When I arrived, I listened a few minutes and watched them reproduce the problem. I then asked they knew how to produce a numerically sorted symbol table for their application. They did not and I explained that with any GNU toolset using binutils, there was included a utility named nm which is used to produce a symbol table from an executable. I instructed them to use a command similar to the following:

avr-nm -g -n application >application.num

The -g option requests that the symbol table include only global symbols and the -n option requests that the symbol table be sorted by address. We then looked at application.num in a text editor and I had them search for CorruptedVariable.

I then looked at the variables immediately before (e.g. lower addresses immediately preceding) CorruptedVariable in memory.
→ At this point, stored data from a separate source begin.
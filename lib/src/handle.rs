use alloy_primitives::{Bytes, B256};
use serde::{Deserialize, Serialize};
use std::fmt;

/// Opaque reference to the encrypted counter value held on-chain.
///
/// Two handles with the same bytes denote the same ciphertext, which lets
/// callers skip a redundant decryption.
#[derive(Copy, Clone, Debug, PartialEq, Eq, Hash, PartialOrd, Ord, Serialize, Deserialize)]
#[serde(transparent)]
pub struct EncryptedHandle(B256);

impl EncryptedHandle {
    /// Handle of a counter that was never written.
    pub const ZERO: Self = Self(B256::ZERO);

    #[must_use]
    pub const fn new(raw: B256) -> Self {
        Self(raw)
    }

    #[must_use]
    pub const fn as_b256(&self) -> &B256 {
        &self.0
    }

    #[must_use]
    pub fn is_zero(&self) -> bool {
        self.0 == B256::ZERO
    }
}

impl From<B256> for EncryptedHandle {
    fn from(raw: B256) -> Self {
        Self(raw)
    }
}

impl fmt::Display for EncryptedHandle {
    fn fmt(&self, f: &mut fmt::Formatter<'_>) -> fmt::Result {
        write!(f, "0x{}", hex::encode(self.0.as_slice()))
    }
}

/// Plaintext obtained by decrypting an [`EncryptedHandle`].
#[derive(Copy, Clone, Debug, Default, PartialEq, Eq, Hash, PartialOrd, Ord, Serialize, Deserialize)]
#[serde(transparent)]
pub struct ClearValue(i64);

impl ClearValue {
    pub const ZERO: Self = Self(0);

    #[must_use]
    pub const fn new(value: i64) -> Self {
        Self(value)
    }

    #[must_use]
    pub const fn get(&self) -> i64 {
        self.0
    }

    /// Reading of the counter as a net trading exposure.
    #[must_use]
    pub const fn exposure(&self) -> ExposureLabel {
        if self.0 > 0 {
            ExposureLabel::NetLong
        } else if self.0 < 0 {
            ExposureLabel::NetShort
        } else {
            ExposureLabel::Flat
        }
    }
}

impl fmt::Display for ClearValue {
    fn fmt(&self, f: &mut fmt::Formatter<'_>) -> fmt::Result {
        write!(f, "{}", self.0)
    }
}

#[derive(Copy, Clone, Debug, PartialEq, Eq, Serialize, Deserialize)]
pub enum ExposureLabel {
    Encrypted,
    NetLong,
    NetShort,
    Flat,
}

impl ExposureLabel {
    /// Label for an optionally revealed value; `None` stays encrypted.
    #[must_use]
    pub const fn from_clear(clear: Option<ClearValue>) -> Self {
        match clear {
            Some(value) => value.exposure(),
            None => Self::Encrypted,
        }
    }
}

impl fmt::Display for ExposureLabel {
    fn fmt(&self, f: &mut fmt::Formatter<'_>) -> fmt::Result {
        let label = match self {
            Self::Encrypted => "Encrypted",
            Self::NetLong => "Net Long",
            Self::NetShort => "Net Short",
            Self::Flat => "Flat",
        };
        f.write_str(label)
    }
}

/// Encrypted operand ready to be passed to the contract, together with the
/// proof that binds it to the contract and user.
#[derive(Clone, Debug, PartialEq, Eq, Serialize, Deserialize)]
#[serde(rename_all = "camelCase")]
pub struct EncryptedInput {
    pub handles: Vec<B256>,
    pub input_proof: Bytes,
}

#[cfg(test)]
mod tests {
    use super::*;

    #[test]
    fn test_zero_handle() {
        assert!(EncryptedHandle::ZERO.is_zero());
        assert!(!EncryptedHandle::new(B256::with_last_byte(1)).is_zero());
    }

    #[test]
    fn test_handle_display() {
        let handle = EncryptedHandle::new(B256::with_last_byte(0xab));
        let rendered = handle.to_string();
        assert!(rendered.starts_with("0x"));
        assert!(rendered.ends_with("ab"));
        assert_eq!(rendered.len(), 66);
    }

    #[test]
    fn test_exposure_labels() {
        assert_eq!(ExposureLabel::from_clear(None), ExposureLabel::Encrypted);
        assert_eq!(ClearValue::new(3).exposure(), ExposureLabel::NetLong);
        assert_eq!(ClearValue::new(-2).exposure(), ExposureLabel::NetShort);
        assert_eq!(ClearValue::ZERO.exposure(), ExposureLabel::Flat);
        assert_eq!(ExposureLabel::NetShort.to_string(), "Net Short");
    }
}
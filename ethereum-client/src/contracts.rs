use alloy_sol_types::sol;

sol! {
    #[sol(rpc)]
    interface IFHECounter {
        /// Current encrypted count; an `euint32` handle.
        function getCount() external view returns (bytes32);

        function increment(bytes32 inputEuint32, bytes calldata inputProof) external;

        function decrement(bytes32 inputEuint32, bytes calldata inputProof) external;
    }
}

pub use IFHECounter::{IFHECounterCalls, IFHECounterInstance};
//! Key-value storage for decryption authorizations.

use crate::error::{ClientError, Result};
use async_trait::async_trait;
use fhe_counter_lib::{AuthorizationKey, DecryptionAuthorization};
use std::collections::HashMap;
use std::path::{Path, PathBuf};
use tokio::sync::RwLock;
use tracing::debug;

#[async_trait]
pub trait SignatureStorage: Send + Sync {
    async fn get(&self, key: &AuthorizationKey) -> Result<Option<DecryptionAuthorization>>;

    /// Replace whatever is stored under `key`.
    async fn set(&self, key: &AuthorizationKey, authorization: DecryptionAuthorization) -> Result<()>;
}

/// Process-local storage; authorizations are lost on exit.
#[derive(Debug, Default)]
pub struct InMemoryStorage {
    entries: RwLock<HashMap<AuthorizationKey, DecryptionAuthorization>>,
}

impl InMemoryStorage {
    #[must_use]
    pub fn new() -> Self {
        Self::default()
    }

    pub async fn len(&self) -> usize {
        self.entries.read().await.len()
    }

    pub async fn is_empty(&self) -> bool {
        self.entries.read().await.is_empty()
    }
}

#[async_trait]
impl SignatureStorage for InMemoryStorage {
    async fn get(&self, key: &AuthorizationKey) -> Result<Option<DecryptionAuthorization>> {
        Ok(self.entries.read().await.get(key).cloned())
    }

    async fn set(&self, key: &AuthorizationKey, authorization: DecryptionAuthorization) -> Result<()> {
        self.entries.write().await.insert(*key, authorization);
        Ok(())
    }
}

/// Storage persisted as a JSON array in a single file, so a CLI user signs
/// once across runs.
#[derive(Debug)]
pub struct JsonFileStorage {
    path: PathBuf,
    entries: RwLock<HashMap<AuthorizationKey, DecryptionAuthorization>>,
}

impl JsonFileStorage {
    /// Open the store at `path`; a missing file is an empty store.
    pub async fn open(path: impl Into<PathBuf>) -> Result<Self> {
        let path = path.into();
        let entries = match tokio::fs::read_to_string(&path).await {
            Ok(contents) if contents.trim().is_empty() => HashMap::new(),
            Ok(contents) => {
                let stored: Vec<DecryptionAuthorization> = serde_json::from_str(&contents)?;
                stored.into_iter().map(|auth| (auth.key(), auth)).collect()
            }
            Err(e) if e.kind() == std::io::ErrorKind::NotFound => HashMap::new(),
            Err(e) => return Err(e.into()),
        };
        debug!("Loaded {} decryption authorizations from {}", entries.len(), path.display());
        Ok(Self {
            path,
            entries: RwLock::new(entries),
        })
    }

    #[must_use]
    pub fn path(&self) -> &Path {
        &self.path
    }

    async fn persist(&self, entries: &HashMap<AuthorizationKey, DecryptionAuthorization>) -> Result<()> {
        let mut stored: Vec<&DecryptionAuthorization> = entries.values().collect();
        stored.sort_by_key(|auth| auth.key());
        let contents = serde_json::to_string_pretty(&stored)?;

        if let Some(parent) = self.path.parent().filter(|p| !p.as_os_str().is_empty()) {
            tokio::fs::create_dir_all(parent).await?;
        }
        let tmp = self.path.with_extension("tmp");
        tokio::fs::write(&tmp, contents).await?;
        tokio::fs::rename(&tmp, &self.path)
            .await
            .map_err(|e| ClientError::Storage(format!("failed to replace {}: {e}", self.path.display())))
    }
}

#[async_trait]
impl SignatureStorage for JsonFileStorage {
    async fn get(&self, key: &AuthorizationKey) -> Result<Option<DecryptionAuthorization>> {
        Ok(self.entries.read().await.get(key).cloned())
    }

    async fn set(&self, key: &AuthorizationKey, authorization: DecryptionAuthorization) -> Result<()> {
        let mut entries = self.entries.write().await;
        entries.insert(*key, authorization);
        self.persist(&entries).await
    }
}

#[cfg(test)]
mod tests {
    use super::*;
    use alloy_primitives::{Address, Bytes};

    fn authorization(owner: u8, contract: u8, issued_at: u64) -> DecryptionAuthorization {
        DecryptionAuthorization {
            owner_address: Address::repeat_byte(owner),
            contract_address: Address::repeat_byte(contract),
            public_key: Bytes::from(vec![owner]),
            private_key: Bytes::from(vec![contract]),
            signature: Bytes::from(vec![7; 65]),
            issued_at,
            valid_duration_seconds: 3600,
        }
    }

    #[tokio::test]
    async fn test_in_memory_last_write_wins() {
        let storage = InMemoryStorage::new();
        let first = authorization(1, 2, 10);
        let second = authorization(1, 2, 20);
        let key = first.key();

        assert_eq!(storage.get(&key).await.unwrap(), None);
        storage.set(&key, first).await.unwrap();
        storage.set(&key, second.clone()).await.unwrap();

        assert_eq!(storage.get(&key).await.unwrap(), Some(second));
        assert_eq!(storage.len().await, 1);
    }

    #[tokio::test]
    async fn test_json_file_survives_reopen() {
        let dir = tempfile::tempdir().unwrap();
        let path = dir.path().join("nested").join("signatures.json");

        let a = authorization(1, 2, 10);
        let b = authorization(3, 2, 10);
        {
            let storage = JsonFileStorage::open(&path).await.unwrap();
            storage.set(&a.key(), a.clone()).await.unwrap();
            storage.set(&b.key(), b.clone()).await.unwrap();
        }

        let reopened = JsonFileStorage::open(&path).await.unwrap();
        assert_eq!(reopened.get(&a.key()).await.unwrap(), Some(a));
        assert_eq!(reopened.get(&b.key()).await.unwrap(), Some(b));
    }

    #[tokio::test]
    async fn test_json_file_rejects_garbage() {
        let dir = tempfile::tempdir().unwrap();
        let path = dir.path().join("signatures.json");
        tokio::fs::write(&path, "not json").await.unwrap();

        let result = JsonFileStorage::open(&path).await;
        assert!(matches!(result, Err(ClientError::Serialization(_))));
    }
}
//! FHEVM instance lifecycle.
//!
//! The [`InstanceManager`] owns the cryptographic instance for the current
//! `(provider, chain)` pair and rebuilds it from scratch whenever that pair
//! changes. Builds are tagged with a generation number; a build whose
//! generation is no longer current when it finishes is dropped.

use crate::{context::ProviderId, error::Result};
use alloy_primitives::Address;
use alloy_sol_types::Eip712Domain;
use async_trait::async_trait;
use fhe_counter_lib::{ClearValue, DecryptionAuthorization, EncryptedHandle, EncryptedInput, KeyPair};
use parking_lot::Mutex;
use serde::Serialize;
use std::collections::HashMap;
use std::fmt;
use std::sync::Arc;
use std::time::Duration;
use tokio::sync::watch;
use tracing::{debug, info, instrument, warn};
use url::Url;

/// Client-side cryptographic capability bound to one chain.
#[async_trait]
pub trait FhevmInstance: Send + Sync {
    fn chain_id(&self) -> u64;

    /// Fresh key pair for a decryption channel.
    fn generate_keypair(&self) -> KeyPair;

    /// Domain decryption authorizations are signed under.
    fn eip712_domain(&self) -> Eip712Domain;

    /// Encrypt `value` as an `euint32` input for `contract`, bound to `user`.
    async fn encrypt(&self, contract: Address, user: Address, value: u32) -> Result<EncryptedInput>;

    async fn decrypt(
        &self,
        handle: EncryptedHandle,
        contract: Address,
        authorization: &DecryptionAuthorization,
    ) -> Result<ClearValue>;
}

/// What an instance is built against.
#[derive(Debug, Clone, PartialEq, Eq)]
pub enum InstanceTarget {
    /// Development chain served by a local node; no network parameters needed.
    Mock { chain_id: u64, rpc_url: Url },
    /// Public network using published parameters.
    Network { chain_id: u64 },
}

impl InstanceTarget {
    #[must_use]
    pub fn resolve(chain_id: u64, mock_chains: &HashMap<u64, Url>) -> Self {
        match mock_chains.get(&chain_id) {
            Some(rpc_url) => Self::Mock {
                chain_id,
                rpc_url: rpc_url.clone(),
            },
            None => Self::Network { chain_id },
        }
    }

    #[must_use]
    pub const fn chain_id(&self) -> u64 {
        match self {
            Self::Mock { chain_id, .. } | Self::Network { chain_id } => *chain_id,
        }
    }
}

#[async_trait]
pub trait InstanceFactory: Send + Sync {
    async fn create(&self, target: &InstanceTarget) -> Result<Arc<dyn FhevmInstance>>;
}

#[derive(Copy, Clone, Debug, Default, PartialEq, Eq, Hash, Serialize)]
#[serde(rename_all = "lowercase")]
pub enum InstanceStatus {
    #[default]
    Idle,
    Loading,
    Ready,
    Error,
}

impl fmt::Display for InstanceStatus {
    fn fmt(&self, f: &mut fmt::Formatter<'_>) -> fmt::Result {
        let status = match self {
            Self::Idle => "idle",
            Self::Loading => "loading",
            Self::Ready => "ready",
            Self::Error => "error",
        };
        f.write_str(status)
    }
}

#[derive(Copy, Clone, Debug, PartialEq, Eq, Hash)]
pub struct InstanceKey {
    pub provider_id: ProviderId,
    pub chain_id: u64,
}

#[derive(Clone, Default)]
pub struct InstanceState {
    pub status: InstanceStatus,
    pub key: Option<InstanceKey>,
    /// Build generation this state belongs to.
    pub generation: u64,
    pub instance: Option<Arc<dyn FhevmInstance>>,
    pub error: Option<String>,
}

impl InstanceState {
    /// The instance, if ready and bound to `chain_id`.
    #[must_use]
    pub fn ready_for(&self, chain_id: Option<u64>) -> Option<&Arc<dyn FhevmInstance>> {
        match (self.status, self.key, chain_id) {
            (InstanceStatus::Ready, Some(key), Some(chain_id)) if key.chain_id == chain_id => {
                self.instance.as_ref()
            }
            _ => None,
        }
    }
}

impl fmt::Debug for InstanceState {
    fn fmt(&self, f: &mut fmt::Formatter<'_>) -> fmt::Result {
        f.debug_struct("InstanceState")
            .field("status", &self.status)
            .field("key", &self.key)
            .field("generation", &self.generation)
            .field("has_instance", &self.instance.is_some())
            .field("error", &self.error)
            .finish()
    }
}

#[derive(Debug, Clone)]
pub struct InstanceManagerConfig {
    /// Extra build attempts after a failure.
    pub retry_attempts: u32,
    pub retry_delay: Duration,
}

impl Default for InstanceManagerConfig {
    fn default() -> Self {
        Self {
            retry_attempts: 0,
            retry_delay: Duration::from_millis(1000),
        }
    }
}

#[derive(Debug, Default)]
struct Tracking {
    key: Option<InstanceKey>,
    generation: u64,
}

pub struct InstanceManager {
    factory: Arc<dyn InstanceFactory>,
    config: InstanceManagerConfig,
    tracking: Mutex<Tracking>,
    state_tx: watch::Sender<InstanceState>,
}

impl InstanceManager {
    #[must_use]
    pub fn new(factory: Arc<dyn InstanceFactory>, config: InstanceManagerConfig) -> Self {
        let (state_tx, _rx) = watch::channel(InstanceState::default());
        Self {
            factory,
            config,
            tracking: Mutex::new(Tracking::default()),
            state_tx,
        }
    }

    #[must_use]
    pub fn state(&self) -> InstanceState {
        self.state_tx.borrow().clone()
    }

    #[must_use]
    pub fn subscribe(&self) -> watch::Receiver<InstanceState> {
        self.state_tx.subscribe()
    }

    /// Whether `generation` is still the one being served.
    #[must_use]
    pub fn is_current(&self, generation: u64) -> bool {
        self.tracking.lock().generation == generation
    }

    /// Return the instance for `(provider_id, chain_id)`, building it if the
    /// pair changed or the last build for it failed. Failures are reported
    /// through the returned state.
    #[instrument(skip(self, mock_chains), level = "debug")]
    pub async fn get_or_create(
        &self,
        provider_id: Option<ProviderId>,
        chain_id: Option<u64>,
        mock_chains: &HashMap<u64, Url>,
        enabled: bool,
    ) -> InstanceState {
        let (Some(provider_id), Some(chain_id), true) = (provider_id, chain_id, enabled) else {
            self.reset();
            return self.state();
        };
        let key = InstanceKey {
            provider_id,
            chain_id,
        };

        let generation = {
            let mut tracking = self.tracking.lock();
            let failed = self.state_tx.borrow().status == InstanceStatus::Error;
            if tracking.key == Some(key) && !failed {
                None
            } else {
                tracking.key = Some(key);
                tracking.generation += 1;
                self.state_tx.send_replace(InstanceState {
                    status: InstanceStatus::Loading,
                    key: Some(key),
                    generation: tracking.generation,
                    instance: None,
                    error: None,
                });
                Some(tracking.generation)
            }
        };

        match generation {
            Some(generation) => {
                let target = InstanceTarget::resolve(chain_id, mock_chains);
                self.build(key, generation, target).await
            }
            None => self.wait_settled(key).await,
        }
    }

    /// Drop the current instance and go back to idle.
    pub fn reset(&self) {
        let mut tracking = self.tracking.lock();
        if tracking.key.is_none() && self.state_tx.borrow().status == InstanceStatus::Idle {
            return;
        }
        tracking.key = None;
        tracking.generation += 1;
        self.state_tx.send_replace(InstanceState {
            generation: tracking.generation,
            ..InstanceState::default()
        });
        debug!("FHEVM instance reset to idle");
    }

    async fn wait_settled(&self, key: InstanceKey) -> InstanceState {
        let mut rx = self.state_tx.subscribe();
        let settled = rx
            .wait_for(|state| state.key != Some(key) || state.status != InstanceStatus::Loading)
            .await
            .map(|state| state.clone());
        settled.unwrap_or_else(|_| self.state())
    }

    async fn build(&self, key: InstanceKey, generation: u64, target: InstanceTarget) -> InstanceState {
        info!("Building FHEVM instance for {:?} (generation {})", target, generation);

        let mut attempt = 0;
        let outcome = loop {
            if !self.is_current(generation) {
                debug!("Instance build generation {} superseded before attempt", generation);
                return self.state();
            }
            match self.factory.create(&target).await {
                Ok(instance) => break Ok(instance),
                Err(e) if attempt < self.config.retry_attempts => {
                    attempt += 1;
                    warn!(
                        "FHEVM instance build failed (attempt {}/{}): {}",
                        attempt,
                        self.config.retry_attempts + 1,
                        e
                    );
                    tokio::time::sleep(self.config.retry_delay).await;
                }
                Err(e) => break Err(e),
            }
        };

        let tracking = self.tracking.lock();
        if tracking.generation != generation {
            debug!("Dropping FHEVM instance built for superseded generation {}", generation);
            drop(tracking);
            return self.state();
        }

        let state = match outcome {
            Ok(instance) => {
                info!("FHEVM instance ready for chain {}", key.chain_id);
                InstanceState {
                    status: InstanceStatus::Ready,
                    key: Some(key),
                    generation,
                    instance: Some(instance),
                    error: None,
                }
            }
            Err(e) => {
                warn!("FHEVM instance build failed for chain {}: {}", key.chain_id, e);
                InstanceState {
                    status: InstanceStatus::Error,
                    key: Some(key),
                    generation,
                    instance: None,
                    error: Some(e.to_string()),
                }
            }
        };
        self.state_tx.send_replace(state.clone());
        state
    }
}
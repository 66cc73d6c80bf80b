#![allow(
    clippy::missing_errors_doc,
    clippy::missing_panics_doc,
    clippy::module_name_repetitions,
    clippy::wildcard_imports
)]

pub mod app;
pub mod authorization;
pub mod client;
pub mod config;
pub mod context;
pub mod contracts;
pub mod controller;
pub mod error;
pub mod instance;
pub mod registry;
pub mod relayer;
pub mod storage;
pub mod types;

pub use app::CounterApp;
pub use authorization::{AuthorizationCache, AuthorizationError, Clock, SystemClock};
pub use client::{AlloyCounterReader, LocalWalletSigner};
pub use config::Config;
pub use context::{ChainContext, ContextSnapshot, CounterReader, CounterSigner, ProviderId, SignerId};
pub use controller::{
    ControllerSettings, CounterController, DecryptOutcome, MutationOutcome, RefreshOutcome,
};
pub use error::{ClientError, Result, SignerError};
pub use instance::{
    FhevmInstance, InstanceFactory, InstanceManager, InstanceManagerConfig, InstanceState,
    InstanceStatus, InstanceTarget,
};
pub use registry::{ContractRegistry, Deployment, StaticRegistry};
pub use relayer::{NetworkParameters, RelayerInstanceFactory};
pub use storage::{InMemoryStorage, JsonFileStorage, SignatureStorage};
pub use types::*;

#[cfg(test)]
mod test_utils;
use alloy_primitives::{Address, Bytes};
use serde::{Deserialize, Serialize};
use std::fmt;

/// Identity an authorization is issued for.
#[derive(Copy, Clone, Debug, PartialEq, Eq, Hash, PartialOrd, Ord, Serialize, Deserialize)]
pub struct AuthorizationKey {
    pub owner: Address,
    pub contract: Address,
}

impl AuthorizationKey {
    #[must_use]
    pub const fn new(owner: Address, contract: Address) -> Self {
        Self { owner, contract }
    }
}

impl fmt::Display for AuthorizationKey {
    fn fmt(&self, f: &mut fmt::Formatter<'_>) -> fmt::Result {
        write!(f, "{}:{}", self.owner, self.contract)
    }
}

/// Ephemeral key pair for the decryption channel.
#[derive(Clone, Debug, PartialEq, Eq, Serialize, Deserialize)]
#[serde(rename_all = "camelCase")]
pub struct KeyPair {
    pub public_key: Bytes,
    pub private_key: Bytes,
}

/// Signed, time-bounded permission to decrypt the handles of one contract on
/// behalf of one owner. Never mutated once issued.
#[derive(Clone, Debug, PartialEq, Eq, Serialize, Deserialize)]
#[serde(rename_all = "camelCase")]
pub struct DecryptionAuthorization {
    pub owner_address: Address,
    pub contract_address: Address,
    pub public_key: Bytes,
    pub private_key: Bytes,
    pub signature: Bytes,
    /// Unix seconds.
    pub issued_at: u64,
    pub valid_duration_seconds: u64,
}

impl DecryptionAuthorization {
    #[must_use]
    pub const fn key(&self) -> AuthorizationKey {
        AuthorizationKey::new(self.owner_address, self.contract_address)
    }

    #[must_use]
    pub const fn expires_at(&self) -> u64 {
        self.issued_at.saturating_add(self.valid_duration_seconds)
    }

    #[must_use]
    pub const fn is_valid_at(&self, now: u64) -> bool {
        now < self.expires_at()
    }

    #[must_use]
    pub fn matches(&self, key: &AuthorizationKey) -> bool {
        self.owner_address == key.owner && self.contract_address == key.contract
    }

    /// Usable for `key` at time `now`.
    #[must_use]
    pub fn is_usable_for(&self, key: &AuthorizationKey, now: u64) -> bool {
        self.matches(key) && self.is_valid_at(now)
    }
}

#[cfg(test)]
mod tests {
    use super::*;

    fn authorization(issued_at: u64, valid: u64) -> DecryptionAuthorization {
        DecryptionAuthorization {
            owner_address: Address::repeat_byte(1),
            contract_address: Address::repeat_byte(2),
            public_key: Bytes::from(vec![0xaa]),
            private_key: Bytes::from(vec![0xbb]),
            signature: Bytes::from(vec![0xcc; 65]),
            issued_at,
            valid_duration_seconds: valid,
        }
    }

    #[test]
    fn test_validity_window_is_half_open() {
        let auth = authorization(100, 50);
        assert!(auth.is_valid_at(100));
        assert!(auth.is_valid_at(149));
        assert!(!auth.is_valid_at(150));
    }

    #[test]
    fn test_expiry_saturates() {
        let auth = authorization(u64::MAX - 1, 10);
        assert_eq!(auth.expires_at(), u64::MAX);
    }

    #[test]
    fn test_key_matching() {
        let auth = authorization(0, 10);
        let own = AuthorizationKey::new(Address::repeat_byte(1), Address::repeat_byte(2));
        let other = AuthorizationKey::new(Address::repeat_byte(3), Address::repeat_byte(2));
        assert!(auth.is_usable_for(&own, 5));
        assert!(!auth.is_usable_for(&other, 5));
        assert!(!auth.is_usable_for(&own, 10));
    }

    #[test]
    fn test_serde_uses_camel_case() {
        let json = serde_json::to_value(authorization(1, 2)).unwrap();
        assert!(json.get("ownerAddress").is_some());
        assert!(json.get("validDurationSeconds").is_some());
    }
}
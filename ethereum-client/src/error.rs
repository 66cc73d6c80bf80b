use thiserror::Error;

pub type Result<T> = std::result::Result<T, ClientError>;

#[derive(Error, Debug)]
pub enum ClientError {
    #[error("Provider error: {0}")]
    Provider(#[from] alloy_transport::TransportError),

    #[error("Contract error: {0}")]
    Contract(String),

    #[error("FHEVM instance build failed: {0}")]
    InstanceBuild(String),

    #[error("FHECounter is not deployed on chain {0}")]
    ContractNotDeployed(u64),

    #[error("Decryption signature request was rejected")]
    AuthorizationDenied,

    #[error("Unable to build FHEVM decryption signature: {0}")]
    Authorization(String),

    #[error("Encryption failed: {0}")]
    Encryption(String),

    #[error("Decryption failed: {0}")]
    Decryption(String),

    #[error("Transaction rejected: {0}")]
    TransactionRejected(String),

    #[error("Transaction failed: {0}")]
    TransactionFailed(String),

    #[error("Signer error: {0}")]
    Signer(String),

    #[error("Network error: {0}")]
    Network(#[from] reqwest::Error),

    #[error("Relayer error: {status_code} - {message}")]
    Relayer { status_code: u16, message: String },

    #[error("Serialization error: {0}")]
    Serialization(#[from] serde_json::Error),

    #[error("Configuration error: {0}")]
    Config(String),

    #[error("Invalid address: {0}")]
    InvalidAddress(String),

    #[error("Signature storage error: {0}")]
    Storage(String),

    #[error("Hex decode error: {0}")]
    HexDecode(#[from] hex::FromHexError),

    #[error("Array conversion error: {0}")]
    ArrayConversion(#[from] std::array::TryFromSliceError),

    #[error("IO error: {0}")]
    Io(#[from] std::io::Error),
}

impl ClientError {
    /// Whether the user can retry the operation that produced this error
    /// without changing configuration.
    #[must_use]
    pub const fn is_recoverable(&self) -> bool {
        match self {
            Self::Config(_)
            | Self::InvalidAddress(_)
            | Self::HexDecode(_)
            | Self::ArrayConversion(_)
            | Self::ContractNotDeployed(_) => false,
            Self::Relayer { status_code, .. } => *status_code >= 500 || *status_code == 429,
            _ => true,
        }
    }

    /// Whether the user actively declined a wallet prompt.
    #[must_use]
    pub const fn is_user_rejection(&self) -> bool {
        matches!(self, Self::AuthorizationDenied | Self::TransactionRejected(_))
    }
}

/// Failure reported by a wallet for a signing request.
#[derive(Error, Debug, Clone, PartialEq, Eq)]
pub enum SignerError {
    #[error("request rejected by user")]
    Rejected,

    #[error("{0}")]
    Failed(String),
}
The variable immediate preceding CorruptedVariable was a 32-bit integer (RandomVariable so it was unlikely that accesses to it were the culprit. But the variable before it had buffer in the name. That was a big hint and I asked to see the corresponding source code. The C source code where the CorruptedVariable was declared was similar to the following:

float TooShortBuffer[8];
int RandomVariable;
int CorruptedVariable;

So TooShortBuffer was indeed an array and not a structure. For the purposes of this bug, that was awesome. It meant that using an index that was greater than 8 would overwrite the variables immediately after it in memory. And we had confirmed what the variables which would be overwritten were.

I asked what TooShortBuffer was used for and one of the team mentioned that they had recently added something and might have forgotten to extend all the arrays in the program. As a quick test, I asked them to add 100 elements to that array. Not surprisingly the test scenario now worked.

I recommended to the team that the array now be sized with a hard number but with a macro defined to the maximum number of elements. In addition, I recommended that when using an index into this array to access it, validate that the index is within range. Self-checking programs are so much easier to debug.

I spent less than an hour on the customer site and left then with a smile.

In my next post, I will show how gdb can be used to help locate the source of stray writes.


  1. Good story.

    It sounds like I'd love to have a job like yours :)

  2. This particular customer is on a project that is perpetually late and perpetually broken. Worse, a significant portion of the non-embedded code they have is
    15 year old and ugly. :(

    I prefer the days when I get to work on RTEMS. :)